◆ **What is needed**:
Pick out the lines below with "const" and list them.

◆ **Records shown**:
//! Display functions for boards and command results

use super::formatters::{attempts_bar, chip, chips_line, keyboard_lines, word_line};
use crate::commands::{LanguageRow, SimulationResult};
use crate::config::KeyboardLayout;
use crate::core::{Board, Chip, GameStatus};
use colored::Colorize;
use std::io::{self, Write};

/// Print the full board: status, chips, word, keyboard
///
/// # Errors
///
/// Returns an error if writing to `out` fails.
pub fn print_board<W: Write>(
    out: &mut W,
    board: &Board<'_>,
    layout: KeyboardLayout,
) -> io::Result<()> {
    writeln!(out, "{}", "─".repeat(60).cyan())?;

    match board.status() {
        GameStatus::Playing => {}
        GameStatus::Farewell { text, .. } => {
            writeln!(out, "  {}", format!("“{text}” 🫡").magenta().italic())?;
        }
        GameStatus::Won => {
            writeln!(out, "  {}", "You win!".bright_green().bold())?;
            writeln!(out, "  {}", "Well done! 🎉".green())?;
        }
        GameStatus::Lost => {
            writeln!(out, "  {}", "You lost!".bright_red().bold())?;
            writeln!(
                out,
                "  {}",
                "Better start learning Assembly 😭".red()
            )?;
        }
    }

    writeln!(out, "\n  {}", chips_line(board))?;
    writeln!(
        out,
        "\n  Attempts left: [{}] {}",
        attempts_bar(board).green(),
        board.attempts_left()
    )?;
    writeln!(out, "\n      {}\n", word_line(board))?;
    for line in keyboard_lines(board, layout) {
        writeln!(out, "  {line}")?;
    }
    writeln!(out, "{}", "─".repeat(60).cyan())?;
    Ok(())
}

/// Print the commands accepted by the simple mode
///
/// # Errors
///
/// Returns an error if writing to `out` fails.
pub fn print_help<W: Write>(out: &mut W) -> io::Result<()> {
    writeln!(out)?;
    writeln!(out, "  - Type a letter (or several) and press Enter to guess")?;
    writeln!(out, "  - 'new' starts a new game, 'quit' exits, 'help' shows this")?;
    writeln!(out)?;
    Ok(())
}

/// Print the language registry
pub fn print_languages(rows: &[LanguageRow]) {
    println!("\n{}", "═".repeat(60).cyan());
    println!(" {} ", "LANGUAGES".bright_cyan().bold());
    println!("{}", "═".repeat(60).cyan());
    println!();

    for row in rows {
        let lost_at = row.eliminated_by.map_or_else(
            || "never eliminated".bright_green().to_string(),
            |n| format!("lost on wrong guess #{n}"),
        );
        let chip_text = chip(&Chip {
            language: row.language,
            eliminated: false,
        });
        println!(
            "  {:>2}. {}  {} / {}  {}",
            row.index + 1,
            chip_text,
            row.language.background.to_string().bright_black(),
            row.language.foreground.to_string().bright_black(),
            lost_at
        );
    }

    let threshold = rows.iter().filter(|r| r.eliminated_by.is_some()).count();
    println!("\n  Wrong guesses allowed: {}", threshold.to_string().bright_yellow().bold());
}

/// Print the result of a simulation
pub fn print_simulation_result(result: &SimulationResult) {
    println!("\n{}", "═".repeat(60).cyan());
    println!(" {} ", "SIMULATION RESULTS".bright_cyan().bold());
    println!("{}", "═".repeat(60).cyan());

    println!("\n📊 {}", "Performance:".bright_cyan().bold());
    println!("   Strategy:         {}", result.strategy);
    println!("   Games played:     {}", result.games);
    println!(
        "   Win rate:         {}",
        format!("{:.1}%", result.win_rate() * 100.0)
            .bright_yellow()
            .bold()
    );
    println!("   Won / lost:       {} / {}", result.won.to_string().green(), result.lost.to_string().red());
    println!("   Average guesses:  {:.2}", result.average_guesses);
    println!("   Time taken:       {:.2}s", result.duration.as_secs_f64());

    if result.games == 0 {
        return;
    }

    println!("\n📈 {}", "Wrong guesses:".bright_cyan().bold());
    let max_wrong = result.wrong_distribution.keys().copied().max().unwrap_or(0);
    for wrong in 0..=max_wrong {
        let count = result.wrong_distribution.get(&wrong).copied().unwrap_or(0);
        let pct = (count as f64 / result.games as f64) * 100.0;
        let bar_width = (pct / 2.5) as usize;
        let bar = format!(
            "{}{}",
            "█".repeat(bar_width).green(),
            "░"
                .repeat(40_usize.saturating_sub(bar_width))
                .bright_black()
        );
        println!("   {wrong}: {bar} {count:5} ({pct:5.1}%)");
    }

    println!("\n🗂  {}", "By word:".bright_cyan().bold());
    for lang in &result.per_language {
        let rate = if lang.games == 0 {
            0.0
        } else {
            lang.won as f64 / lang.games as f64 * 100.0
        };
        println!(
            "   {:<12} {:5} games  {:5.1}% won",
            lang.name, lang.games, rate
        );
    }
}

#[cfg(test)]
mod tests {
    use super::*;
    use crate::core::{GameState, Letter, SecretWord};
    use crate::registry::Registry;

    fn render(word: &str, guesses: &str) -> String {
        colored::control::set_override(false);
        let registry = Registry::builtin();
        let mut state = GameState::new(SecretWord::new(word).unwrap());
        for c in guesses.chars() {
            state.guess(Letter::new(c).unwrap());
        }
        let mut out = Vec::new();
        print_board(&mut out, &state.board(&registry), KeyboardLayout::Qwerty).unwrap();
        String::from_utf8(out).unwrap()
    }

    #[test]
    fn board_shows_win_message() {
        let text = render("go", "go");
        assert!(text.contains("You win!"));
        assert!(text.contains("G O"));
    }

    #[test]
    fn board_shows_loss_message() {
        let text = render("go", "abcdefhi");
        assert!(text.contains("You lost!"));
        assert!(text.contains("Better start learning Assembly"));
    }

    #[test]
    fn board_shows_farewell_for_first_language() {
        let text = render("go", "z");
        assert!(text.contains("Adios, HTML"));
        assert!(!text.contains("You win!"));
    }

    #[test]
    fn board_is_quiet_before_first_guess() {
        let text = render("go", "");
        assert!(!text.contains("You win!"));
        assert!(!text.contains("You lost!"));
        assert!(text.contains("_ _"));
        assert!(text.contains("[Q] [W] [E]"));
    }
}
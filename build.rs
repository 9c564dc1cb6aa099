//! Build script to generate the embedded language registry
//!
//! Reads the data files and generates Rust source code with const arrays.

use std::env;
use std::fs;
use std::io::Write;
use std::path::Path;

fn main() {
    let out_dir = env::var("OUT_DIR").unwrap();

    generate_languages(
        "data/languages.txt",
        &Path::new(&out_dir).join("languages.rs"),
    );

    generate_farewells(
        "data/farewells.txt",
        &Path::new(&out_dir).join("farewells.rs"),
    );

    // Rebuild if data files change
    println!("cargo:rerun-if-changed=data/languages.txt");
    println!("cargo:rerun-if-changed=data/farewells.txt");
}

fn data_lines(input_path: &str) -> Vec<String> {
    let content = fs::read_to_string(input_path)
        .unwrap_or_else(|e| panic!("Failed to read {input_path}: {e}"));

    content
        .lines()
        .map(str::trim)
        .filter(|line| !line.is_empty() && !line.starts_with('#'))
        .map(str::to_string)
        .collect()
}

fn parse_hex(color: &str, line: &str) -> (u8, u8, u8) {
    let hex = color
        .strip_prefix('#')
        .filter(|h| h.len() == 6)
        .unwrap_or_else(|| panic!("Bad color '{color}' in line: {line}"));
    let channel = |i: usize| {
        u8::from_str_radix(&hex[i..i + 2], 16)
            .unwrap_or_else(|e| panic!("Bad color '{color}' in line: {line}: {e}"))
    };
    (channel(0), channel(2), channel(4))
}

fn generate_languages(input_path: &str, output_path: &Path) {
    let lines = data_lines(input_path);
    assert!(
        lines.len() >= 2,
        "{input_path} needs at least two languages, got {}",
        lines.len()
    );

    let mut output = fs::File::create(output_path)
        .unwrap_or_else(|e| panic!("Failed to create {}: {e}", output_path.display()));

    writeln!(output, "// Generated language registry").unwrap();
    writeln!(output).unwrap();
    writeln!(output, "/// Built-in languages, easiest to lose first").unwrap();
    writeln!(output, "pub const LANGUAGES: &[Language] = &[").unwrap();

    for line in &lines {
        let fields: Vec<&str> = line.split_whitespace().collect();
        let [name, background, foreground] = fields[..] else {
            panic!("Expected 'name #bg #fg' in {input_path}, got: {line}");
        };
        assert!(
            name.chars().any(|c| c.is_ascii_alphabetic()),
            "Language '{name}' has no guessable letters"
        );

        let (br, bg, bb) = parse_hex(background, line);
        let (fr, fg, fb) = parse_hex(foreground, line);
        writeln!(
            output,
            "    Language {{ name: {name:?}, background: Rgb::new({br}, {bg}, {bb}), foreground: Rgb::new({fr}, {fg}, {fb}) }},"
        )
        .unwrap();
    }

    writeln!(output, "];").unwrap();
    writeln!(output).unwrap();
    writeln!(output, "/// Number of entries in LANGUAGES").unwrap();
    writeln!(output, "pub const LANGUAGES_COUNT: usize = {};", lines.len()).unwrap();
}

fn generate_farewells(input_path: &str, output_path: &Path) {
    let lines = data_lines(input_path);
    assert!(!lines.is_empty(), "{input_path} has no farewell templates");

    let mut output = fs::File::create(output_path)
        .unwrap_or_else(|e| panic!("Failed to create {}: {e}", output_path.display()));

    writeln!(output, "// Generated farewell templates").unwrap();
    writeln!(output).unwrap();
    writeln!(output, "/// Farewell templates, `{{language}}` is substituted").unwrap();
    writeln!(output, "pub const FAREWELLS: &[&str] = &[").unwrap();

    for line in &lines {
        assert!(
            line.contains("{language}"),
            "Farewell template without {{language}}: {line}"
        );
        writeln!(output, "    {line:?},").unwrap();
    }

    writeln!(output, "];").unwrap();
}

◆ **Problem solution**:
//! Reads the data files and generates Rust source code with const arrays.
    writeln!(output, "pub const LANGUAGES: &[Language] = &[").unwrap();
    writeln!(output, "pub const LANGUAGES_COUNT: usize = {};", lines.len()).unwrap();
    writeln!(output, "pub const FAREWELLS: &[&str] = &[").unwrap();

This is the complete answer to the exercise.